The ES cluster is on prem. For other automations we wrap it or use the AWS credentials file that Okta generates.

For example when you log into Okta using their CLI tool provided (Java)

$ cat ~/.aws/credentails
[someprofile_103123456789]
aws_access_key_id = ASIARQLRPLYSQERFVF12
aws_secret_access_key = 5i8tGlH3tpUFxX79wlg9gvCt47123RfeDwSs/+du
region = us-east-1
aws_session_token = FQoGZXIvYXdzED8aDGsIhKjmpLCmm6jtwyKYAiihhBH/AC/W5L7yDfCUu8YFK611toMPvxPJoUtDK9wyDpla4sq3K5sTMEkUg8ptWZvtNWo+AVI6p2UtoP04A9UcSvtvq8KqHDtYkP+o/u68axsfWwaF3+475mfMsxdFpW2V0uL58CJIlbnsWUObsW35wu9cYNJiciVAWz4MZq6ZLVRB68rHmLBJPOOwCvUACqRmyaB34MMaO2zF6KGG5VsBfx4IxG1IekihliLQe917e+fvg4TdD728CGRlDvVf3HsuHH6KSZ2cUNXolAfbJWWcfJsl8AkpQ8xo6T98fAuGapLBllXzBS+18URacDZfSXHpqas+bHSLhfEASrznWS2qZuCITse0RtDOtG81iHJyTBMQxoh2A8gotfHy4wU=

These aren't real creds, just examples.

The repository plugin is just meant for snapshot/restore. I don't see how you'd use it for your use case.

We're attempting to back up our .kibana* indices to S3 is the idea with this.

Why can you not put these credentials directly into Elasticsearch? Elasticsearch reads the credentials (access key, secret key and session token) from the keystore, and you can reload credentials at runtime.

I can think of other more complicated solutions (e.g. use Minio in S3 Gateway mode, or emulate EC2's own instance metadata service) but I'm trying to understand why the tools that Elasticsearch already provides aren't sufficient.

We can absolutely put the creds into ES. One of our issues is that the creds expire after 12 hrs and so new ones would need to get created prior to the 12 hr expiry window. How would you propose these get "reloaded"?

Part of my assumption with the keystore is that this would also need to get updated across all the instances of the ES cluster.

From ES docs:

When changing multiple reloadable secure settings, modify all of them, on each cluster node, and then issue a reload_secure_settings call, instead of reloading after each modification.

So in our scenario, I auth to Okta using their CLI tool, I get 3 things back (AWS tokens + session token), I need to add this to all my cluster nodes keystores and hit the API. 12hrs later I need to do the same thing.

With the pieces ES has provided me how would I accomplish this?

It feels like I have to do this outside of the cluster, update all the node's individual keystores, and then hit the API to trigger the reloading.

Am I missing something here?

BTW for reference this is the CLI for Okta - GitHub - oktadev/okta-aws-cli-assume-role: Okta AWS CLI Assume Role Tool.

No, that sounds right, and pretty simple too.
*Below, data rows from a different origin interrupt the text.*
//! Arithmetic, comparison and concatenation on scalar operands.

use super::coerce::{compare, to_number, to_text};
use super::value::Value;
use crate::formula::ErrorCode;
use std::cmp::Ordering;

#[derive(Debug, Clone, Copy, PartialEq, Eq)]
pub(crate) enum BinaryOp {
    Add,
    Sub,
    Mul,
    Div,
    Power,
    Concat,
    Lt,
    Le,
    Eq,
    Ge,
    Gt,
    Ne,
}

#[derive(Debug, Clone, Copy, PartialEq, Eq)]
pub(crate) enum UnaryOp {
    Plus,
    Minus,
    Percent,
}

/// Apply `op` to two scalars. The first error operand wins.
pub(crate) fn eval_binary(op: BinaryOp, left: &Value, right: &Value) -> Value {
    if let Value::Error(e) = left {
        return Value::Error(*e);
    }
    if let Value::Error(e) = right {
        return Value::Error(*e);
    }
    match op {
        BinaryOp::Add | BinaryOp::Sub | BinaryOp::Mul | BinaryOp::Div | BinaryOp::Power => {
            arithmetic(op, left, right)
        },
        BinaryOp::Concat => match (to_text(left), to_text(right)) {
            (Ok(mut a), Ok(b)) => {
                a.push_str(&b);
                Value::Text(a)
            },
            (Err(e), _) | (_, Err(e)) => Value::Error(e),
        },
        _ => {
            let ordering = compare(left, right);
            Value::Bool(match op {
                BinaryOp::Lt => ordering == Ordering::Less,
                BinaryOp::Le => ordering != Ordering::Greater,
                BinaryOp::Eq => ordering == Ordering::Equal,
                BinaryOp::Ge => ordering != Ordering::Less,
                BinaryOp::Gt => ordering == Ordering::Greater,
                _ => ordering != Ordering::Equal,
            })
        },
    }
}

fn arithmetic(op: BinaryOp, left: &Value, right: &Value) -> Value {
    let a = match to_number(left) {
        Ok(n) => n,
        Err(e) => return Value::Error(e),
    };
    let b = match to_number(right) {
        Ok(n) => n,
        Err(e) => return Value::Error(e),
    };
    let result = match op {
        BinaryOp::Add => a + b,
        BinaryOp::Sub => a - b,
        BinaryOp::Mul => a * b,
        BinaryOp::Div => {
            if b == 0.0 {
                return Value::Error(ErrorCode::Div0);
            }
            a / b
        },
        _ => {
            if a == 0.0 && b <= 0.0 {
                return Value::Error(if b == 0.0 { ErrorCode::Num } else { ErrorCode::Div0 });
            }
            a.powf(b)
        },
    };
    number_result(result)
}

/// Non-finite results (overflow, negative base with fractional power)
/// become `#NUM!`.
pub(crate) fn number_result(n: f64) -> Value {
    if n.is_finite() {
        Value::Number(n)
    } else {
        Value::Error(ErrorCode::Num)
    }
}

pub(crate) fn eval_unary(op: UnaryOp, operand: &Value) -> Value {
    match (op, operand) {
        (_, Value::Error(e)) => Value::Error(*e),
        (UnaryOp::Plus, Value::Blank) => Value::Number(0.0),
        (UnaryOp::Plus, other) => other.clone(),
        (UnaryOp::Minus, v) => match to_number(v) {
            Ok(n) => Value::Number(-n),
            Err(e) => Value::Error(e),
        },
        (UnaryOp::Percent, v) => match to_number(v) {
            Ok(n) => Value::Number(n / 100.0),
            Err(e) => Value::Error(e),
        },
    }
}

#[cfg(test)]
mod tests {
    use super::*;

    fn num(n: f64) -> Value {
        Value::Number(n)
    }

    fn text(s: &str) -> Value {
        Value::Text(s.to_string())
    }

    #[test]
    fn test_relational_cases() {
        assert_eq!(eval_binary(BinaryOp::Gt, &Value::Bool(true), &num(5.0)), Value::Bool(true));
        assert_eq!(eval_binary(BinaryOp::Eq, &text(""), &Value::Blank), Value::Bool(true));
        assert_eq!(eval_binary(BinaryOp::Eq, &Value::Blank, &num(0.0)), Value::Bool(true));
        assert_eq!(eval_binary(BinaryOp::Gt, &text("abc"), &num(999.0)), Value::Bool(true));
        assert_eq!(eval_binary(BinaryOp::Ne, &num(1.0), &num(2.0)), Value::Bool(true));
        assert_eq!(eval_binary(BinaryOp::Ge, &num(2.0), &num(2.0)), Value::Bool(true));
        assert_eq!(eval_binary(BinaryOp::Lt, &Value::Blank, &num(-1.0)), Value::Bool(false));
    }

    #[test]
    fn test_first_error_propagates() {
        let result = eval_binary(
            BinaryOp::Add,
            &Value::Error(ErrorCode::Ref),
            &Value::Error(ErrorCode::Na),
        );
        assert_eq!(result, Value::Error(ErrorCode::Ref));
        assert_eq!(
            eval_binary(BinaryOp::Eq, &num(1.0), &Value::Error(ErrorCode::Na)),
            Value::Error(ErrorCode::Na)
        );
    }

    #[test]
    fn test_arithmetic() {
        assert_eq!(eval_binary(BinaryOp::Add, &text("2"), &Value::Bool(true)), num(3.0));
        assert_eq!(eval_binary(BinaryOp::Mul, &text("x"), &num(1.0)), Value::Error(ErrorCode::Value));
        assert_eq!(eval_binary(BinaryOp::Div, &num(1.0), &Value::Blank), Value::Error(ErrorCode::Div0));
        assert_eq!(eval_binary(BinaryOp::Power, &num(2.0), &num(10.0)), num(1024.0));
        assert_eq!(eval_binary(BinaryOp::Power, &num(-8.0), &num(0.5)), Value::Error(ErrorCode::Num));
        assert_eq!(eval_binary(BinaryOp::Mul, &num(1e308), &num(10.0)), Value::Error(ErrorCode::Num));
    }

    #[test]
    fn test_concat() {
        assert_eq!(eval_binary(BinaryOp::Concat, &text("a"), &Value::Blank), text("a"));
        assert_eq!(eval_binary(BinaryOp::Concat, &num(1.5), &Value::Bool(false)), text("1.5FALSE"));
        assert_eq!(
            eval_binary(BinaryOp::Concat, &text("a"), &Value::Error(ErrorCode::Div0)),
            Value::Error(ErrorCode::Div0)
        );
    }

    #[test]
    fn test_unary() {
        assert_eq!(eval_unary(UnaryOp::Minus, &text("4")), num(-4.0));
        assert_eq!(eval_unary(UnaryOp::Percent, &num(50.0)), num(0.5));
        assert_eq!(eval_unary(UnaryOp::Plus, &text("x")), text("x"));
        assert_eq!(eval_unary(UnaryOp::Plus, &Value::Blank), num(0.0));
    }
}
Yet you seem reluctant to do this. Can you explain why?

Well for starters, it would be preferable if we could update the secret material via the API. what you're suggesting is that I would have to write something that every ~12hrs will SSH to all our ES nodes and run the keystore cmds to update the secrets on said nodes, and then reload them.

That feels very dirty and not really like a good way to do this.

1 Like

This topic was automatically closed 28 days after the last reply. New replies are no longer allowed.